▶ **Records from a collection**
[Start of Attachment]

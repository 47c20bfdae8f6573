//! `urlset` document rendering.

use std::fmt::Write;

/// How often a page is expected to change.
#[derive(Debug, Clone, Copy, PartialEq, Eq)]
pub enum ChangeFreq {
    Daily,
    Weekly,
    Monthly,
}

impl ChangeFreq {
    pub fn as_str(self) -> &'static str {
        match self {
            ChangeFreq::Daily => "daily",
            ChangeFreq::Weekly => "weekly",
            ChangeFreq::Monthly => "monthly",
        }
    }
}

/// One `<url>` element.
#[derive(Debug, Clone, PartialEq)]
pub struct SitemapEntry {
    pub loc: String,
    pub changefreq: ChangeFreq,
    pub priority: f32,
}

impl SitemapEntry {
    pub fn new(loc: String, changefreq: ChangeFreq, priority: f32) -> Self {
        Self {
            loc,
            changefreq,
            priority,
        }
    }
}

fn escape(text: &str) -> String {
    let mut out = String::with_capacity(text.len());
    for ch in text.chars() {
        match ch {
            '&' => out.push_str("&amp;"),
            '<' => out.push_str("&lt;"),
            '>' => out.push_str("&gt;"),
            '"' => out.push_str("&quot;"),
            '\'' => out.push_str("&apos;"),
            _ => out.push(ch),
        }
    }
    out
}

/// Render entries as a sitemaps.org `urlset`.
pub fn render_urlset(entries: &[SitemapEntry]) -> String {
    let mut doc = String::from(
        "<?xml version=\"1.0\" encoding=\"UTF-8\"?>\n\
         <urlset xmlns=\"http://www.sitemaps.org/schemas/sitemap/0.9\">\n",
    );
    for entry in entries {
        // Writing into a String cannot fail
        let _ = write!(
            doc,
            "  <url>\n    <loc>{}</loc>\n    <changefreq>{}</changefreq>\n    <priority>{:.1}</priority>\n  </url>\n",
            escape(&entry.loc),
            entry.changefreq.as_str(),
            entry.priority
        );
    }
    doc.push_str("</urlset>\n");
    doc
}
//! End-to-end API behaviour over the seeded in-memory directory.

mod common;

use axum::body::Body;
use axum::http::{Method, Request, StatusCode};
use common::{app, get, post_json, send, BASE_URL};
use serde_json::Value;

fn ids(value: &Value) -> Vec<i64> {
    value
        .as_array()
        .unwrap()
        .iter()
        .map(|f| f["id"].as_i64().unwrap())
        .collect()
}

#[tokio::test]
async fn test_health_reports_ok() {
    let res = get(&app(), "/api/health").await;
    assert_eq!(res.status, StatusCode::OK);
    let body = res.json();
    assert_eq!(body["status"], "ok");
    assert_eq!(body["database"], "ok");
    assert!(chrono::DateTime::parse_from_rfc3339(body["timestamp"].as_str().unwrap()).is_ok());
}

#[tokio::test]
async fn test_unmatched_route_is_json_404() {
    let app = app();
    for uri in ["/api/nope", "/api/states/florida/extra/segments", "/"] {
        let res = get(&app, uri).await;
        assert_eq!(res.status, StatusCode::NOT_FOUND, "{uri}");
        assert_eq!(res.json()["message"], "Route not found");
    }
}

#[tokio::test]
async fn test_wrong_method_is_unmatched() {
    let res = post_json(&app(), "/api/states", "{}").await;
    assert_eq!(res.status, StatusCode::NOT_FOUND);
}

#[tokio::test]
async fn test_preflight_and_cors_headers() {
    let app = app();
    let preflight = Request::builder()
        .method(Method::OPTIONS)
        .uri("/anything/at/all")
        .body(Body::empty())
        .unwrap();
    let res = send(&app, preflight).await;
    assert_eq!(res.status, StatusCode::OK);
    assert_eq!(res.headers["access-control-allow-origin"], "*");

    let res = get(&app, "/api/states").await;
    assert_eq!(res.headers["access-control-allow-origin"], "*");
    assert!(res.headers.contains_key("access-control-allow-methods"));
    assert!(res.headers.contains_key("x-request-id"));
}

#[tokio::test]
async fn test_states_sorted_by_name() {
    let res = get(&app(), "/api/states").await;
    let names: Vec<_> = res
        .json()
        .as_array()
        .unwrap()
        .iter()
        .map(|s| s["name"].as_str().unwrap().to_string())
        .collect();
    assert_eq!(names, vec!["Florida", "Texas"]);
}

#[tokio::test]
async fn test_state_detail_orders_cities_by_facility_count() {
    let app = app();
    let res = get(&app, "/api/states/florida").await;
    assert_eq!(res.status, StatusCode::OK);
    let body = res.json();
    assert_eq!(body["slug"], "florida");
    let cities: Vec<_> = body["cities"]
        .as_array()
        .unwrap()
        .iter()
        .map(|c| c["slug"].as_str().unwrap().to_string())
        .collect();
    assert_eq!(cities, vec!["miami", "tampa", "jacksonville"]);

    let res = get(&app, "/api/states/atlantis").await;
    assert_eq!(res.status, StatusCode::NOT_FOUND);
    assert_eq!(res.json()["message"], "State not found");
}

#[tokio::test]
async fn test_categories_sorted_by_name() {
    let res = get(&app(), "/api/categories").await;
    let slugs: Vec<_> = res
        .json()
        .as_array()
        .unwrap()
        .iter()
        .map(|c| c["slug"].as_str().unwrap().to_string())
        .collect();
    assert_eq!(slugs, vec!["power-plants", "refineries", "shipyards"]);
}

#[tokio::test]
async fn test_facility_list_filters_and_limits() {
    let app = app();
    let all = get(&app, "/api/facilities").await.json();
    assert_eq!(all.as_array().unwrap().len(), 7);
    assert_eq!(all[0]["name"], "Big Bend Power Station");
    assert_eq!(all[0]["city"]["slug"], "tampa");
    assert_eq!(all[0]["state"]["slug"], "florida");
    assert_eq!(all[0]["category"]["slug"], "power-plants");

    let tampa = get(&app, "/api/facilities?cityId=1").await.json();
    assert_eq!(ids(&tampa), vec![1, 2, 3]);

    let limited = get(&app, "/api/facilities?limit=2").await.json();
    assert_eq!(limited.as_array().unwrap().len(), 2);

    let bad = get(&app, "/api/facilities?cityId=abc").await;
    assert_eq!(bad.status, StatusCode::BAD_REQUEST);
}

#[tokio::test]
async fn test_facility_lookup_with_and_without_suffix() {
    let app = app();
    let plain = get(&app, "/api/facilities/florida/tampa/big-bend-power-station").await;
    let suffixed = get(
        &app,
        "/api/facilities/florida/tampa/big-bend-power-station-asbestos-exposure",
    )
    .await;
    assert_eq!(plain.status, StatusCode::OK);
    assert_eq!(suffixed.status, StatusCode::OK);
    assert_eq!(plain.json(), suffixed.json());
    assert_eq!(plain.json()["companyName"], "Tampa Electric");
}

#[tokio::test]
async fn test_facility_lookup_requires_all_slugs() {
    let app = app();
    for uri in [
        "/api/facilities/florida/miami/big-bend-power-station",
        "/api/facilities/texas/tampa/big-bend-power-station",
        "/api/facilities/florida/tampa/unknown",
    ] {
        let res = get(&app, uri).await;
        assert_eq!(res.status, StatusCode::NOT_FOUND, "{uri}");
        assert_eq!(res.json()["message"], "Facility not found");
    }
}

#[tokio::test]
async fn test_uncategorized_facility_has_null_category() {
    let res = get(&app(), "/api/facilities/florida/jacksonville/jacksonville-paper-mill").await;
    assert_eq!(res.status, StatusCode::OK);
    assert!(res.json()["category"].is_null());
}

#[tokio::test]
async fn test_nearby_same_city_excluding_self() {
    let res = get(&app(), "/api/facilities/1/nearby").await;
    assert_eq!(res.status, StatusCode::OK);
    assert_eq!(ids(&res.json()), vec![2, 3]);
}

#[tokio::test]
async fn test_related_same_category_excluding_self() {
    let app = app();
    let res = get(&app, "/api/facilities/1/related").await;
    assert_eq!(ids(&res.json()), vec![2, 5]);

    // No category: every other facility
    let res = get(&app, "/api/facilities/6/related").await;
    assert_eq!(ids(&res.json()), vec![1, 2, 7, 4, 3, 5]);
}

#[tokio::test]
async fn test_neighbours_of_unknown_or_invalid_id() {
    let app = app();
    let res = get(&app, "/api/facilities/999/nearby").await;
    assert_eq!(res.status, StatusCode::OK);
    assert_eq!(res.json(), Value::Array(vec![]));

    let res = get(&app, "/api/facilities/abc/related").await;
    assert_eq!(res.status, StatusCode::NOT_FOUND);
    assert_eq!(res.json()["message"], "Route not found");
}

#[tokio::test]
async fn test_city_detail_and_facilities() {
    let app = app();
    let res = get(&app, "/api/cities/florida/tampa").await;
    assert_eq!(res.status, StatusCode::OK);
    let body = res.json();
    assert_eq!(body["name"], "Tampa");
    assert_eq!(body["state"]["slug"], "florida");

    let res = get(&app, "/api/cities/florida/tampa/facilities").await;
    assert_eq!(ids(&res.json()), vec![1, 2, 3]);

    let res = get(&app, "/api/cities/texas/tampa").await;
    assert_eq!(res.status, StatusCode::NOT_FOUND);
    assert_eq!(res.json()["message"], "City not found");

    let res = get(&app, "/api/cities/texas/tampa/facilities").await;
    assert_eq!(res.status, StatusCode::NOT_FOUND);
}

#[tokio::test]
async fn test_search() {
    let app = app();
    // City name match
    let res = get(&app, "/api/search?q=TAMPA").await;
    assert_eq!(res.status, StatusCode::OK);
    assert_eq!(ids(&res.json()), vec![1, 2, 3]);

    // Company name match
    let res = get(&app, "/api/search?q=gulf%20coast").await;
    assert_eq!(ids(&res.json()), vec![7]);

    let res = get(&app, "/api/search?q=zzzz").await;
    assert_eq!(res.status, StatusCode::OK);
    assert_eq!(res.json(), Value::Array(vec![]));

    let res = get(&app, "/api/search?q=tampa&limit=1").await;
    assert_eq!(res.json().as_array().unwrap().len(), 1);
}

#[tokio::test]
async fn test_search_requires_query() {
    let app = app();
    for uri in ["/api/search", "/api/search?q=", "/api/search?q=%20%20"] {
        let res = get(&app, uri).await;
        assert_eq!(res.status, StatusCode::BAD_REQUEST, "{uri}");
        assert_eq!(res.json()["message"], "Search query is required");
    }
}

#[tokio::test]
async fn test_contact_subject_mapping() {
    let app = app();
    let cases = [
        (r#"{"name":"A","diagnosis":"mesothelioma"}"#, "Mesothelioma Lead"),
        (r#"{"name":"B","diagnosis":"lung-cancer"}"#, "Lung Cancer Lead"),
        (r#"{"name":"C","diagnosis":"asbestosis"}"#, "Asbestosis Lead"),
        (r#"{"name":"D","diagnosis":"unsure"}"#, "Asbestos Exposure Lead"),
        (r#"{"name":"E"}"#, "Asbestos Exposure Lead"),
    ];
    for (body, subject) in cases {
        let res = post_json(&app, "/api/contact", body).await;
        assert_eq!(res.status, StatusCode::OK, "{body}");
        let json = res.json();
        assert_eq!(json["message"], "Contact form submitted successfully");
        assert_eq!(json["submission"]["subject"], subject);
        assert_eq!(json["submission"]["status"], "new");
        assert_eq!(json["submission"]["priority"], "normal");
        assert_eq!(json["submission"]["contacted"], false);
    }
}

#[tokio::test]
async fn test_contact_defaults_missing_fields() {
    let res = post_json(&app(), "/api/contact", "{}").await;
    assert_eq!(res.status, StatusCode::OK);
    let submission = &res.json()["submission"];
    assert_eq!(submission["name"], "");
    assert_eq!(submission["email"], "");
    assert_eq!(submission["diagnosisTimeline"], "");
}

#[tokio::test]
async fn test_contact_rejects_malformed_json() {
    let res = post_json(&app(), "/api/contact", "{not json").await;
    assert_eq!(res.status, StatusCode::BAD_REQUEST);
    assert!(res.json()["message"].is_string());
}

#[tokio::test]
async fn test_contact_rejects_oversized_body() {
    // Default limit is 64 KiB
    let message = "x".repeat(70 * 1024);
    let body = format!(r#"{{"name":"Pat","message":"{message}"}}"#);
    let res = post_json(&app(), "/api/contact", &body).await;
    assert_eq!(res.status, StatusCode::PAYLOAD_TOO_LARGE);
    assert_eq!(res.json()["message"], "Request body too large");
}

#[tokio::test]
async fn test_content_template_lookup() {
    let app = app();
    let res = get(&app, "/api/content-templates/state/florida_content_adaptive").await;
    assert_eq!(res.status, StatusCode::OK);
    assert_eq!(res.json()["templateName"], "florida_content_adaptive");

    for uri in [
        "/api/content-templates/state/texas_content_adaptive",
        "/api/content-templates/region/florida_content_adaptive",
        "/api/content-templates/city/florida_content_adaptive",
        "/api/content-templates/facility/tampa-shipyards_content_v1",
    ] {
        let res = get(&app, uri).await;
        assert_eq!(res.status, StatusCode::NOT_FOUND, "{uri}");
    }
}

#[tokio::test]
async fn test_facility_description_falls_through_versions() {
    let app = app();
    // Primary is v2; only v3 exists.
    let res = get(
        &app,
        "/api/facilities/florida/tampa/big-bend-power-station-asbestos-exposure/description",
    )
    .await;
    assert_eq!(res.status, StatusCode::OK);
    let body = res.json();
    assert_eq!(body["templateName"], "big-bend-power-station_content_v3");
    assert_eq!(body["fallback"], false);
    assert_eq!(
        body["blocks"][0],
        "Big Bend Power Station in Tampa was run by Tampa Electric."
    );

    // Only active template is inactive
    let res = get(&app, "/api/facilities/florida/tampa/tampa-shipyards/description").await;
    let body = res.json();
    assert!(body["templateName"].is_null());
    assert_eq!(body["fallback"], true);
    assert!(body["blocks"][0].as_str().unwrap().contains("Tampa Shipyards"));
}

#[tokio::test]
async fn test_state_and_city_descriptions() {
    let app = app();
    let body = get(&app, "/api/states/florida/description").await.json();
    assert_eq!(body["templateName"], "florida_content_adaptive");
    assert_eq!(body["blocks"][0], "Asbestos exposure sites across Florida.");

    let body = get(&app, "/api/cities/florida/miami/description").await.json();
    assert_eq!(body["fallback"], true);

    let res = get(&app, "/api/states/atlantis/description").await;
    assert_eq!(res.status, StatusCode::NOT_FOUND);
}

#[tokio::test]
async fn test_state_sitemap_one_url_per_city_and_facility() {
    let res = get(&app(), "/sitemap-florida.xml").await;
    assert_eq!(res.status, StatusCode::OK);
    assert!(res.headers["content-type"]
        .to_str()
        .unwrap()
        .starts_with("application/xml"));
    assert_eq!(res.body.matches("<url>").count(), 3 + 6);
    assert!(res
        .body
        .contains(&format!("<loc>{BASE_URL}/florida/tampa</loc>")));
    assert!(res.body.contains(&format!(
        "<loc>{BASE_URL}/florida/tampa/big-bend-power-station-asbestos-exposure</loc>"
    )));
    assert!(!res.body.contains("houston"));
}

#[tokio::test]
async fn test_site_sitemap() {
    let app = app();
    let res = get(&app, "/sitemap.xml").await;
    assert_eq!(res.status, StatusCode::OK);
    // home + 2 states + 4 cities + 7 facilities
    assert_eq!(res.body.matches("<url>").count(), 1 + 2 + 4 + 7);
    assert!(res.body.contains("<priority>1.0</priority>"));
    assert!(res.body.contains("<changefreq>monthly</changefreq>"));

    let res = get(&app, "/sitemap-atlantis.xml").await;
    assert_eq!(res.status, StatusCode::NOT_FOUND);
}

[End of Attachment]

▶ **Exercise brief**
Look through the entries above and list every line containing "cityId".

▶ **Task output**
    let tampa = get(&app, "/api/facilities?cityId=1").await.json();
    let bad = get(&app, "/api/facilities?cityId=abc").await;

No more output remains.